• _Your assignment_:
Retype the records below from their first line through the line containing "and starts the", and include nothing else.

Collected data entries:

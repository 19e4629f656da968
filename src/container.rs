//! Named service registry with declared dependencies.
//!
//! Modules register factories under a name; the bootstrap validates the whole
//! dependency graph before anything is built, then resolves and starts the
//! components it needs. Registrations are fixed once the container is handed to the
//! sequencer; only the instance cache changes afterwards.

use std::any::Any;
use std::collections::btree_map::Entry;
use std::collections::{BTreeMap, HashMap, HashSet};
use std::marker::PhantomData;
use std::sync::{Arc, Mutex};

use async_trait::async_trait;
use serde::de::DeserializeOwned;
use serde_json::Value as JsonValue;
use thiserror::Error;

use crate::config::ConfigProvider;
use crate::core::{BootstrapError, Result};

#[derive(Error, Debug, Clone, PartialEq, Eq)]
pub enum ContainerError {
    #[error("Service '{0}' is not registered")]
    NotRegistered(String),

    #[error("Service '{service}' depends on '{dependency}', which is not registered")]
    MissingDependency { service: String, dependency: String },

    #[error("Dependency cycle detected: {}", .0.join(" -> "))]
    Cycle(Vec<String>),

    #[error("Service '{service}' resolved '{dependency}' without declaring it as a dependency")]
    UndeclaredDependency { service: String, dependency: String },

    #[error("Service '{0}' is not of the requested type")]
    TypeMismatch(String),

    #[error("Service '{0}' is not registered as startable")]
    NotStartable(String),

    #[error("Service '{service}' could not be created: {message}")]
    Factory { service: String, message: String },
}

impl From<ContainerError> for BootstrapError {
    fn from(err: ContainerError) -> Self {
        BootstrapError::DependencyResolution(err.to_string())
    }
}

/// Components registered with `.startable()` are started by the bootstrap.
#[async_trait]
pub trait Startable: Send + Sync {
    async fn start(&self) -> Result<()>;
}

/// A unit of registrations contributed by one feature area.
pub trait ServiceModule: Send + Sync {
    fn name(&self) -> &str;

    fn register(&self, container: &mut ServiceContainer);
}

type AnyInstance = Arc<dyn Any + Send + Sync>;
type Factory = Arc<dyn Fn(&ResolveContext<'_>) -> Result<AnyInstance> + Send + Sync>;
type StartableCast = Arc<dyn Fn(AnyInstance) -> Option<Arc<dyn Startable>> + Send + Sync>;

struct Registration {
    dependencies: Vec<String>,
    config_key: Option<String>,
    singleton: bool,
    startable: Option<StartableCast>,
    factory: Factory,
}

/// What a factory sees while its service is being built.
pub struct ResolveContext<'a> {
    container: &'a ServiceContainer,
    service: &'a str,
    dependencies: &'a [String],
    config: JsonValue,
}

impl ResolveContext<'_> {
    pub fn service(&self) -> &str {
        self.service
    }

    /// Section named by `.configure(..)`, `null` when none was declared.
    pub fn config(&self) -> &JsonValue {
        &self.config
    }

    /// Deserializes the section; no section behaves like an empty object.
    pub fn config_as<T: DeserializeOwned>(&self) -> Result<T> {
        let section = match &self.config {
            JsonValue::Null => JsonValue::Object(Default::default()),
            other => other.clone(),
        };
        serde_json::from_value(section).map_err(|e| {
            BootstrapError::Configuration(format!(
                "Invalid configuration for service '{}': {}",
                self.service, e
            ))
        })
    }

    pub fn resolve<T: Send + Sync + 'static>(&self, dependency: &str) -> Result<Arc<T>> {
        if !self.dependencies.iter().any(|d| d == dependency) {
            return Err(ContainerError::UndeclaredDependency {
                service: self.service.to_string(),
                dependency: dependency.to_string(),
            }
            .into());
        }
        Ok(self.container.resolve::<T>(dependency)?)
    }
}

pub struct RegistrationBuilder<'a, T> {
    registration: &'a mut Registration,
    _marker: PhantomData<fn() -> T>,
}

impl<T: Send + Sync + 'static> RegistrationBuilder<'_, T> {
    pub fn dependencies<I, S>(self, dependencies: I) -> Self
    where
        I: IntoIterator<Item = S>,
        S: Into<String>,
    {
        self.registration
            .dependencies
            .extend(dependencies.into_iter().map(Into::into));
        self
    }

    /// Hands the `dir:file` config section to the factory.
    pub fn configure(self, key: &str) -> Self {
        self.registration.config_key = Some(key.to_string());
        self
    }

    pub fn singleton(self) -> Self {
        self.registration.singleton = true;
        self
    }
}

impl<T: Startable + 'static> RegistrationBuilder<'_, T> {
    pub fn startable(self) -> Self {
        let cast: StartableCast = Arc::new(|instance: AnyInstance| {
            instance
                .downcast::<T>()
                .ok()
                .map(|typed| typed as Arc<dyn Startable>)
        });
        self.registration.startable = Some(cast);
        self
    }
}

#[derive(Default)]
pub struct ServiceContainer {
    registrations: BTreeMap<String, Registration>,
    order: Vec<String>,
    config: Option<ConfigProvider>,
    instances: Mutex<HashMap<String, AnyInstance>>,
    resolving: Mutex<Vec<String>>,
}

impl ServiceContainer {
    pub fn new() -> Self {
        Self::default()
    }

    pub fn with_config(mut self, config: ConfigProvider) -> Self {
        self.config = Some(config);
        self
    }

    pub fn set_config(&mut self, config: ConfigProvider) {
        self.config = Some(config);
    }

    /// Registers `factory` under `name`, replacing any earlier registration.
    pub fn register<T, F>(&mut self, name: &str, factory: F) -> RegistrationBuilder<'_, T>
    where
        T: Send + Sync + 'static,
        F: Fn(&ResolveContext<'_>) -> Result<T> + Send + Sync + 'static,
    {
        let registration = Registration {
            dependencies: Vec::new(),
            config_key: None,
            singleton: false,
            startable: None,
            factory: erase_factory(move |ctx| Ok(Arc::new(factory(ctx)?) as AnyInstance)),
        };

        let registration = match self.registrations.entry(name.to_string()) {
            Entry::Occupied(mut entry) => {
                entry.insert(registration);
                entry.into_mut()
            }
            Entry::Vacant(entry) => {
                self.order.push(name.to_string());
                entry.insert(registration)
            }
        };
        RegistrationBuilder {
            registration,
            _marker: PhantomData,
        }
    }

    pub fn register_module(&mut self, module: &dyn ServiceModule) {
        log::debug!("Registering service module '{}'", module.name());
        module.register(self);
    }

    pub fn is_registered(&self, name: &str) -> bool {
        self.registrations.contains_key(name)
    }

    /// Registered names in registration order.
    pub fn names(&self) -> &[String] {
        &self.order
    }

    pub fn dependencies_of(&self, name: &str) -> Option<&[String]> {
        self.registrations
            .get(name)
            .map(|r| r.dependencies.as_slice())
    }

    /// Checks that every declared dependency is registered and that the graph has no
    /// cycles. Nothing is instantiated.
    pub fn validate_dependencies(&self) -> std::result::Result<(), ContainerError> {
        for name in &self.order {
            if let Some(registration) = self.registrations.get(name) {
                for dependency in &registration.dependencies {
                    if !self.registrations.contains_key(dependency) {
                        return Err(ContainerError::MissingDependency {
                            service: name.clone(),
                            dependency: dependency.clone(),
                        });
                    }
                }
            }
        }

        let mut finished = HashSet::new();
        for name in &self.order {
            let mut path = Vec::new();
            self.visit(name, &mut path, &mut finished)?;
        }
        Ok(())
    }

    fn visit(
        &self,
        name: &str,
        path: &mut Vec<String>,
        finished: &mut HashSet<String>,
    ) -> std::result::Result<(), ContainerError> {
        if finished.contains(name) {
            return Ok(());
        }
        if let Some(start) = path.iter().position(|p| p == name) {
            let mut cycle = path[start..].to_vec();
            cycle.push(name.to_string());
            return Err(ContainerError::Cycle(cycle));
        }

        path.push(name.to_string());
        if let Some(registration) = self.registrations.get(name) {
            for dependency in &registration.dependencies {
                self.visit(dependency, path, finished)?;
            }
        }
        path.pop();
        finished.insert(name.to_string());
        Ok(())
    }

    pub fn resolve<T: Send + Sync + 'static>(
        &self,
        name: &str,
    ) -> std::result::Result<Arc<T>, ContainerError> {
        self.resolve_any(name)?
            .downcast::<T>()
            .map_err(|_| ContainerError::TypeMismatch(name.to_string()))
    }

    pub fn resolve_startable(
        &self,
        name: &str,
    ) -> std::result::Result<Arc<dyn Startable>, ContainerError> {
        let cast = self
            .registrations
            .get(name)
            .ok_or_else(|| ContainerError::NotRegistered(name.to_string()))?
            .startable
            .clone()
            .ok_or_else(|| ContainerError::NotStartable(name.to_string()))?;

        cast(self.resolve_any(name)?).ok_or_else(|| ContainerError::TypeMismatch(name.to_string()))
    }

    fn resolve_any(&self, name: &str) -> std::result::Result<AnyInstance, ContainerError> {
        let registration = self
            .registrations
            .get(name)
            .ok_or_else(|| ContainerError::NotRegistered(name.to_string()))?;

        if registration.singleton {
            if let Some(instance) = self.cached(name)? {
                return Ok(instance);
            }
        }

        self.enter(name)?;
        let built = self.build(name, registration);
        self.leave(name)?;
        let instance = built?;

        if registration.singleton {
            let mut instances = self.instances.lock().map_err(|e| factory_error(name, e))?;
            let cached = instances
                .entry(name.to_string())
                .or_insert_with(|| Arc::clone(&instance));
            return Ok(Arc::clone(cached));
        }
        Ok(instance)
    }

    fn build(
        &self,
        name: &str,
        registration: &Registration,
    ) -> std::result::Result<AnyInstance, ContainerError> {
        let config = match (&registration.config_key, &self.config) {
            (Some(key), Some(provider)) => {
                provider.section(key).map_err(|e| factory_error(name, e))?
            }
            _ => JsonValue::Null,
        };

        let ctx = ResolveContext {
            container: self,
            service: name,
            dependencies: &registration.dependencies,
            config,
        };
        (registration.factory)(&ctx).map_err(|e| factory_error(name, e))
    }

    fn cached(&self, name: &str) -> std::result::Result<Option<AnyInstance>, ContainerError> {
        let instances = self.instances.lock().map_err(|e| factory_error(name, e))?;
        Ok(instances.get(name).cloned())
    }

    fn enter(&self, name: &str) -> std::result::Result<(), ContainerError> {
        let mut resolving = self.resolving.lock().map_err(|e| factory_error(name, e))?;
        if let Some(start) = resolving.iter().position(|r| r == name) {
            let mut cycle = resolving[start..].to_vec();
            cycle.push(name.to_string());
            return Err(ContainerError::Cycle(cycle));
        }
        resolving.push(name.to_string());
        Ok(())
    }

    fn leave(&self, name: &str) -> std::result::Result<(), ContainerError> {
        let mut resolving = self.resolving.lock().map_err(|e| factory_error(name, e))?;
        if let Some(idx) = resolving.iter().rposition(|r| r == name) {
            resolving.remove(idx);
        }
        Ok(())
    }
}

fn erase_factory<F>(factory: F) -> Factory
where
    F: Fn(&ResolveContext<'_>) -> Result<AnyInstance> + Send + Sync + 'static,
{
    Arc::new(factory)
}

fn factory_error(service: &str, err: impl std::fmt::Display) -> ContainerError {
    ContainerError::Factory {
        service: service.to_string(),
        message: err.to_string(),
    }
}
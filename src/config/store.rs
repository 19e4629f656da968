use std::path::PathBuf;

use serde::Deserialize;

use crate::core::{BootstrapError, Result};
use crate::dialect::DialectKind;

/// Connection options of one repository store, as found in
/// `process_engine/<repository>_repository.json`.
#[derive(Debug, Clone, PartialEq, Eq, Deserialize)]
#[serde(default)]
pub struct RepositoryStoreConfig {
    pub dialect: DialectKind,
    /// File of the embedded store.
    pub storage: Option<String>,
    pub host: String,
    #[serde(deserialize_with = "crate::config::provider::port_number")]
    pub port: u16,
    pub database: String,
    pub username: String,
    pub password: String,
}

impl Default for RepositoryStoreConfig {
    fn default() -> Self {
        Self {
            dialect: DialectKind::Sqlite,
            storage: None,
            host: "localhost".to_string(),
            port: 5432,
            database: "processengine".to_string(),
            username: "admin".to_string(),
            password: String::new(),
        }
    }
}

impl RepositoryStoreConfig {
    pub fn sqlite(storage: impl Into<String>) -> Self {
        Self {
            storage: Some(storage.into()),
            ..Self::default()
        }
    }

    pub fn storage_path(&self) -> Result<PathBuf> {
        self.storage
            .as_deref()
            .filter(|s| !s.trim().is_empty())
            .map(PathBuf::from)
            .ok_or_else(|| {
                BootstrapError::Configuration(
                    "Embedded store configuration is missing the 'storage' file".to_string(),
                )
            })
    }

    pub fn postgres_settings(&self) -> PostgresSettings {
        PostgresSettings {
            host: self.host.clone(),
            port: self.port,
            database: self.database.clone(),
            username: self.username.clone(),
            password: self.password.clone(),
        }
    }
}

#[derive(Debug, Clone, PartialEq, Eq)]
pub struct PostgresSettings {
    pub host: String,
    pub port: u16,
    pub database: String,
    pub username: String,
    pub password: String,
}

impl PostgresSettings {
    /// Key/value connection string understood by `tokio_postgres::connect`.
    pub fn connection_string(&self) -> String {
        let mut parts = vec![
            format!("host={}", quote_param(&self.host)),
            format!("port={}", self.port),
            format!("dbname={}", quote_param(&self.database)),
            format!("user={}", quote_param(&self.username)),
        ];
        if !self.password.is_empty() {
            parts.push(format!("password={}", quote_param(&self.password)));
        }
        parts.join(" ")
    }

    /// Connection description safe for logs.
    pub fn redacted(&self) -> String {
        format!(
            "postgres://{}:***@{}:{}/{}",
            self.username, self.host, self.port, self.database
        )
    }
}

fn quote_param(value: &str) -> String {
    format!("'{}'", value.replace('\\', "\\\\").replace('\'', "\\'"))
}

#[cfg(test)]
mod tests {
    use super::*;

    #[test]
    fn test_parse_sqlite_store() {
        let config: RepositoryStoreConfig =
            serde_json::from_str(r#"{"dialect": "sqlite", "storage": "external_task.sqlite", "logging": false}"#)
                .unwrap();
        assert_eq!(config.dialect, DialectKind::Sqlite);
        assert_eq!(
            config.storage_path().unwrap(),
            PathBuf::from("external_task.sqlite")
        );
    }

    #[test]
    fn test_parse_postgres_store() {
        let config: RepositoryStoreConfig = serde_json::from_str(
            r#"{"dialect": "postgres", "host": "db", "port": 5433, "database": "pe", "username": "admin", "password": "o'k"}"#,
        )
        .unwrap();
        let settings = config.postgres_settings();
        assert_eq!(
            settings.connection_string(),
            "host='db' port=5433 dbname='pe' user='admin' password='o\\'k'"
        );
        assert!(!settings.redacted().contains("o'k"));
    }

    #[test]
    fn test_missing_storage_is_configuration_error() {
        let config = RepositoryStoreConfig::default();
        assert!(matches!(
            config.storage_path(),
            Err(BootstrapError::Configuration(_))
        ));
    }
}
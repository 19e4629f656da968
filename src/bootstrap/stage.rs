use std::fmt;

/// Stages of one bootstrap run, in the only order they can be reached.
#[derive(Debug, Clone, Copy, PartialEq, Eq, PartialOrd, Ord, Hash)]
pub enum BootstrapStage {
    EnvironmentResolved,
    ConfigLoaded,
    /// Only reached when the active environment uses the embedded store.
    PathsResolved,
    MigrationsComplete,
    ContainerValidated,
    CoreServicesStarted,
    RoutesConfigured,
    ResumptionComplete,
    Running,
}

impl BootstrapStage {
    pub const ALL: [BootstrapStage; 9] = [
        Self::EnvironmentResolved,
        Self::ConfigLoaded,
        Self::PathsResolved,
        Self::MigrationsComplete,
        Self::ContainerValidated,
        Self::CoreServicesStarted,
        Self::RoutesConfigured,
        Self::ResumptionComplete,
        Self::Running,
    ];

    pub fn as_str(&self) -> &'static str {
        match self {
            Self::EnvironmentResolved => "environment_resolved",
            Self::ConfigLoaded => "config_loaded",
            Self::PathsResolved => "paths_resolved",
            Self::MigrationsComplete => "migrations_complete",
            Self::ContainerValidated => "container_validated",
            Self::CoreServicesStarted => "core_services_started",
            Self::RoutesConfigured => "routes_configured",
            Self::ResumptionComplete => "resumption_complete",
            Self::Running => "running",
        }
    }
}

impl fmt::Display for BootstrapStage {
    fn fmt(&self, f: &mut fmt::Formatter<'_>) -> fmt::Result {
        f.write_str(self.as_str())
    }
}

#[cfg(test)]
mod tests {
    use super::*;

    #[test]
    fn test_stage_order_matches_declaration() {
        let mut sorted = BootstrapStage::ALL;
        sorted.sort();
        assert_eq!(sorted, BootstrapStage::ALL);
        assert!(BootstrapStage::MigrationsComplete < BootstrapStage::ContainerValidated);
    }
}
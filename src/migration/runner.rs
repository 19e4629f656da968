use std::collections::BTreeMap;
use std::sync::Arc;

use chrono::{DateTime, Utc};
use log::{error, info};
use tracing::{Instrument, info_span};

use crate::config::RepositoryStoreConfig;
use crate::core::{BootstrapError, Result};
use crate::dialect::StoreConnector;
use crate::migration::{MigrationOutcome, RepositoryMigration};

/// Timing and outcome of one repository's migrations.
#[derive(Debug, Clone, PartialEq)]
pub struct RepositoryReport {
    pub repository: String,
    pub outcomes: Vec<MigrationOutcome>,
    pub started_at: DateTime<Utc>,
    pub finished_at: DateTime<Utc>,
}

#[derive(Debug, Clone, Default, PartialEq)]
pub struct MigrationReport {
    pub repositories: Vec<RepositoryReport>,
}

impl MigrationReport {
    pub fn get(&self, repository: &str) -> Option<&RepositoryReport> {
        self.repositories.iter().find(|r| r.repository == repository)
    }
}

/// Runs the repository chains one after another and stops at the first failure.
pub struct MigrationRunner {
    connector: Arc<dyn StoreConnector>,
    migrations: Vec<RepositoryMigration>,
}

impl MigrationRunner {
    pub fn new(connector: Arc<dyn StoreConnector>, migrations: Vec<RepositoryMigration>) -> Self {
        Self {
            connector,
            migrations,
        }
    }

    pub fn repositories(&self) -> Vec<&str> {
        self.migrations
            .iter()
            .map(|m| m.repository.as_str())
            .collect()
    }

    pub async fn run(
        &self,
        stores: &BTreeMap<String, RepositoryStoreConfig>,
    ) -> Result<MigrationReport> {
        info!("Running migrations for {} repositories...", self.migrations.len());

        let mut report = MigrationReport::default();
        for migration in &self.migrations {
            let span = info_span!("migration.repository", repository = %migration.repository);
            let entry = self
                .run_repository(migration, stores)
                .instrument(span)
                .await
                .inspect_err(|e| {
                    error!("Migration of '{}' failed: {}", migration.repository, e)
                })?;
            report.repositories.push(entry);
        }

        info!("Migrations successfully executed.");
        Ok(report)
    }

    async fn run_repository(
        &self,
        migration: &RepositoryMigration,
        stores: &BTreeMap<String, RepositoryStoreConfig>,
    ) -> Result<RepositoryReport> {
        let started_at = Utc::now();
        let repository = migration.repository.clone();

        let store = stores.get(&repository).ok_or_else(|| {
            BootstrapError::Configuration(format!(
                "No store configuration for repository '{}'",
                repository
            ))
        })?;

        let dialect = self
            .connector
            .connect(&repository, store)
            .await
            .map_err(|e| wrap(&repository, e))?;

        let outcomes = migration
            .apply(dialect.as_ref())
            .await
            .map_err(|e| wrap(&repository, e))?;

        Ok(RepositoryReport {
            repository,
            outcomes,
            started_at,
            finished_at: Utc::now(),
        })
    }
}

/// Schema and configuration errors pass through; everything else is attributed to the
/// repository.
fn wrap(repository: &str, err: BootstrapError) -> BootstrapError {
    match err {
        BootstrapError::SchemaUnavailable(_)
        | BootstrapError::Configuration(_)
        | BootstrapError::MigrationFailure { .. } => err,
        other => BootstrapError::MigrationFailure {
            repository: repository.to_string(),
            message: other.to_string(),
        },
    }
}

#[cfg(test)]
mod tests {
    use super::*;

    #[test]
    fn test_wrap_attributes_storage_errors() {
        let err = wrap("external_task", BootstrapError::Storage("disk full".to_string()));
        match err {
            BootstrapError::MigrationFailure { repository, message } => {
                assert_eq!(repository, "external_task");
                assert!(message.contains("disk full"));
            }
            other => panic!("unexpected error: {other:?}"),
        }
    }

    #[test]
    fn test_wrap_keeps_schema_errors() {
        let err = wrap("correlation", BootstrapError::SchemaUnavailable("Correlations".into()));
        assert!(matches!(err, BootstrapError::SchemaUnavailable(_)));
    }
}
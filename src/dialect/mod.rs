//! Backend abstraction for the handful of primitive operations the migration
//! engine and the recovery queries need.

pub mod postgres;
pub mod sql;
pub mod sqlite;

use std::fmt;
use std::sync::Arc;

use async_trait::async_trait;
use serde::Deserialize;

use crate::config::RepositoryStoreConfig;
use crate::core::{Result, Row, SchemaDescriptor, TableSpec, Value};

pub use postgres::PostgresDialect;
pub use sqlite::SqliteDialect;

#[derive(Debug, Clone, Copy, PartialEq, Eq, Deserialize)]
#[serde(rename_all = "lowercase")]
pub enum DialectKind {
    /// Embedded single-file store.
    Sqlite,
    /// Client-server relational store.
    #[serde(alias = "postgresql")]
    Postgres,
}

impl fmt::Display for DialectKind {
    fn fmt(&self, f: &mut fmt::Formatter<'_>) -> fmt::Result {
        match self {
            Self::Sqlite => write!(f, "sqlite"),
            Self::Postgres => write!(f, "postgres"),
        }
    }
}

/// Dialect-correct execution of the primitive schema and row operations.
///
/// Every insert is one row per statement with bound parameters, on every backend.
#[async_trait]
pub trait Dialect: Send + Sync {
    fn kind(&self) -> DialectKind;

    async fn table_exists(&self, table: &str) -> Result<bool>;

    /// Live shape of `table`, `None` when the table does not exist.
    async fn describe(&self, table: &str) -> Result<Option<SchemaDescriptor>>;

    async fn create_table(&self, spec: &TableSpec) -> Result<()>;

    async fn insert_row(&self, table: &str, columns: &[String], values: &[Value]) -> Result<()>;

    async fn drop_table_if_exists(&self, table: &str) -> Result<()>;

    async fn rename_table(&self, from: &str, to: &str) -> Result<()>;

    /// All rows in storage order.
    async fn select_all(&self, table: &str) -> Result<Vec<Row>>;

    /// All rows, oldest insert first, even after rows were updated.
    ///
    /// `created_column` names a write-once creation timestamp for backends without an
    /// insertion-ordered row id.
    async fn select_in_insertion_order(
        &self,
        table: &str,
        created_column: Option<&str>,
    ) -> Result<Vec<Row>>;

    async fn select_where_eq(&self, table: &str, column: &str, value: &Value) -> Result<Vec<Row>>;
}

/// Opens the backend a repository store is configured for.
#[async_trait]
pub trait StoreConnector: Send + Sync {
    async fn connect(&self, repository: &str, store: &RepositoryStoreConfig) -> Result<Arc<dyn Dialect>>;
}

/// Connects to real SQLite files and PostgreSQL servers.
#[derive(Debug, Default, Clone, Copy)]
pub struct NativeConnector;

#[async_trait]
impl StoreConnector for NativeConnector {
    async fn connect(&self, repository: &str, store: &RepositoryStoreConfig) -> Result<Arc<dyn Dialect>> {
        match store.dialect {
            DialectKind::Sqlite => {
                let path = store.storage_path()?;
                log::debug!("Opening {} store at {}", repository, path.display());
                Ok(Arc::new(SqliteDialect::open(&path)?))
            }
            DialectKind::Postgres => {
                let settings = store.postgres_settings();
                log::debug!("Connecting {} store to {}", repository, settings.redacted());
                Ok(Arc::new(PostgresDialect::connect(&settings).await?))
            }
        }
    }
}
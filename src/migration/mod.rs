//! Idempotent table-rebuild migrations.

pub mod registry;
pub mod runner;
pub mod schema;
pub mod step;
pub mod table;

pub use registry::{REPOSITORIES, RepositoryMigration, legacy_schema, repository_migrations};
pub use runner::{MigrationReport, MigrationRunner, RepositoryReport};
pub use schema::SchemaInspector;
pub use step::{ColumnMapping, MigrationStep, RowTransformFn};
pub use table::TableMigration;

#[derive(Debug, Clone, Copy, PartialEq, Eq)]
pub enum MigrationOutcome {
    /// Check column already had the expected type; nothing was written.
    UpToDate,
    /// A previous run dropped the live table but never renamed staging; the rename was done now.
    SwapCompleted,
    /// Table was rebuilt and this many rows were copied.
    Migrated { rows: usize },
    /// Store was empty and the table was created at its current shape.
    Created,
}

• _Result below_:
repository 19e4629f656da968
filename src/container.rs
//! Named service registry with declared dependencies.
//!
//! Modules register factories under a name; the bootstrap validates the whole
//! dependency graph before anything is built, then resolves and starts the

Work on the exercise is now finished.